Image encryption algorithm using S-box and dynamic Hénon bit level permutation

For the secure transmission of data through the medium of internet, images have significant importance. Image encryption provides secure transmission of images by converting recognizable form of image into an unrecognizable form. Chaos is considered as a natural required ingredient for cryptography applications, by providing unpredictability, sensitivity of initial state and erogodicity. Therefore from the last decade, a number of chaos-based cryptosystems have been developed for the protection of transmitted images’ content. In this paper, a chaos based algorithm is developed and experimented on six different standard empirical images.
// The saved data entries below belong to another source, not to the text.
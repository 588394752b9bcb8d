//! Register configurations and allocator options.

use crate::{
    sequence::{RegCode, RegisterKind},
    RegAllocError,
};
use smallvec::SmallVec;
use std::{env, str::FromStr};
use strum::{Display, EnumString};

/// The x64 general purpose registers, in encoding order.
static X64_GP_REGS: [&str; 16] = [
    "rax", "rcx", "rdx", "rbx", "rsp", "rbp", "rsi", "rdi", "r8", "r9", "r10", "r11", "r12", "r13",
    "r14", "r15",
];

/// The x64 floating point registers, in encoding order.
static X64_FP_REGS: [&str; 16] = [
    "xmm0", "xmm1", "xmm2", "xmm3", "xmm4", "xmm5", "xmm6", "xmm7", "xmm8", "xmm9", "xmm10",
    "xmm11", "xmm12", "xmm13", "xmm14", "xmm15",
];

/// x64 registers the allocator must never hand out.
static X64_RESERVED: [&str; 2] = ["rsp", "rbp"];

/// The physical registers of a target: how many there are of each kind, what they are called,
/// and which of them the allocator may use.
#[derive(Clone, Debug)]
pub struct RegisterConfiguration {
    general_names: Vec<String>,
    double_names: Vec<String>,
    allocatable_general: SmallVec<[RegCode; 16]>,
    allocatable_double: SmallVec<[RegCode; 16]>,
}

impl RegisterConfiguration {
    /// Create a configuration from register names in encoding order. Registers named in
    /// `reserved` are never allocated.
    pub fn new(
        general: &[&str],
        double: &[&str],
        reserved: &[&str],
    ) -> Result<Self, RegAllocError> {
        fn allocatable(
            names: &[&str],
            reserved: &[&str],
        ) -> Result<SmallVec<[RegCode; 16]>, RegAllocError> {
            if names.len() > usize::from(RegCode::MAX) {
                return Err(RegAllocError::InvalidConfiguration(format!(
                    "at most {} registers of each kind are supported",
                    RegCode::MAX
                )));
            }
            for (i, n) in names.iter().enumerate() {
                if names[..i].contains(n) {
                    return Err(RegAllocError::InvalidConfiguration(format!(
                        "register '{n}' is defined twice"
                    )));
                }
            }
            Ok((0..names.len())
                .filter(|i| !reserved.contains(&names[*i]))
                .map(|i| RegCode::try_from(i).unwrap())
                .collect())
        }

        for r in reserved {
            if !general.contains(r) && !double.contains(r) {
                return Err(RegAllocError::InvalidConfiguration(format!(
                    "reserved register '{r}' does not exist"
                )));
            }
        }
        let allocatable_general = allocatable(general, reserved)?;
        if allocatable_general.is_empty() {
            return Err(RegAllocError::InvalidConfiguration(
                "at least one general register must be allocatable".into(),
            ));
        }
        Ok(Self {
            general_names: general.iter().map(|x| (*x).to_owned()).collect(),
            double_names: double.iter().map(|x| (*x).to_owned()).collect(),
            allocatable_general,
            allocatable_double: allocatable(double, reserved)?,
        })
    }

    /// The x64 registers, with the stack and frame pointers reserved.
    pub fn x64() -> Self {
        match Self::new(&X64_GP_REGS, &X64_FP_REGS, &X64_RESERVED) {
            Ok(x) => x,
            Err(e) => panic!("{e}"),
        }
    }

    pub fn num_registers(&self, kind: RegisterKind) -> usize {
        self.names(kind).len()
    }

    /// The codes of the registers of `kind` that the allocator may use, in ascending order.
    pub fn allocatable_codes(&self, kind: RegisterKind) -> &[RegCode] {
        match kind {
            RegisterKind::General => &self.allocatable_general,
            RegisterKind::Double => &self.allocatable_double,
        }
    }

    pub fn is_allocatable(&self, kind: RegisterKind, code: RegCode) -> bool {
        self.allocatable_codes(kind).contains(&code)
    }

    pub fn register_name(&self, kind: RegisterKind, code: RegCode) -> &str {
        self.names(kind)
            .get(usize::from(code))
            .map(|x| x.as_str())
            .unwrap_or("<unknown register>")
    }

    /// Look up a register by name.
    pub fn code_of(&self, kind: RegisterKind, name: &str) -> Option<RegCode> {
        self.names(kind)
            .iter()
            .position(|x| x == name)
            .map(|x| RegCode::try_from(x).unwrap())
    }

    fn names(&self, kind: RegisterKind) -> &[String] {
        match kind {
            RegisterKind::General => &self.general_names,
            RegisterKind::Double => &self.double_names,
        }
    }
}

/// Which register allocation algorithm to run.
#[derive(Copy, Clone, Debug, Default, Display, EnumString, PartialEq, Eq)]
pub enum Strategy {
    /// Sweep over live ranges in start order.
    #[default]
    #[strum(serialize = "linear")]
    LinearScan,
    /// Allocate the largest live ranges first, evicting cheaper ones when needed.
    #[strum(serialize = "greedy")]
    Greedy,
}

/// Options for a register allocation run, built up in the style of a builder:
///
/// ```
/// use ykregalloc::{RegAllocOptions, Strategy};
/// let opts = RegAllocOptions::new().strategy(Strategy::Greedy).verify(true);
/// assert_eq!(opts.get_strategy(), Strategy::Greedy);
/// ```
#[derive(Clone, Debug, Default)]
pub struct RegAllocOptions {
    strategy: Strategy,
    splinter: bool,
    verify: bool,
}

impl RegAllocOptions {
    pub fn new() -> Self {
        Self::default()
    }

    /// Start from the defaults, then apply the `YKD_REGALLOC` (`linear` or `greedy`) and
    /// `YKD_REGALLOC_SPLINTER` (`0` or `1`) environment variables if they are set.
    pub fn from_env() -> Result<Self, RegAllocError> {
        let mut opts = Self::new();
        if let Ok(s) = env::var("YKD_REGALLOC") {
            opts.strategy = Strategy::from_str(&s).map_err(|_| {
                RegAllocError::InvalidOption(format!(
                    "YKD_REGALLOC must be 'linear' or 'greedy', not '{s}'"
                ))
            })?;
        }
        if let Ok(s) = env::var("YKD_REGALLOC_SPLINTER") {
            opts.splinter = match s.as_str() {
                "0" => false,
                "1" => true,
                _ => {
                    return Err(RegAllocError::InvalidOption(format!(
                        "YKD_REGALLOC_SPLINTER must be '0' or '1', not '{s}'"
                    )))
                }
            };
        }
        Ok(opts)
    }

    pub fn strategy(mut self, strategy: Strategy) -> Self {
        self.strategy = strategy;
        self
    }

    /// Should live ranges be splintered around deferred blocks?
    pub fn splinter(mut self, splinter: bool) -> Self {
        self.splinter = splinter;
        self
    }

    /// Should the final allocation be checked?
    pub fn verify(mut self, verify: bool) -> Self {
        self.verify = verify;
        self
    }

    pub fn get_strategy(&self) -> Strategy {
        self.strategy
    }

    pub fn get_splinter(&self) -> bool {
        self.splinter
    }

    pub fn get_verify(&self) -> bool {
        self.verify
    }
}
The proposed cryptosystem is based on substitution-permutation network (SPN) with cipher block chaining (CBC) mode of operation. A novel algorithm is proposed for the construction of substitution box by using chaotic sine map, which is applied on a block-input of bytes, followed by a permutation based on discretized Hénon map, which is applied on a block-input of bits instead of bytes. The hyper chaotic Lü system, which is nonlinear and produces discrete values with long orbits, is used as pseudorandom generator to set new values to control parameters of discretized Hénon map for bit-permutation for each block. Moreover, proposed bit-permutation is applied by a matrix formulation which accelerates the bit permutation process for a block-input. Security analysis and results obtained from simulations show that cryptosystem is good resistant to various well-known attacks and have good key space therefore is reliable for secure transmission of images.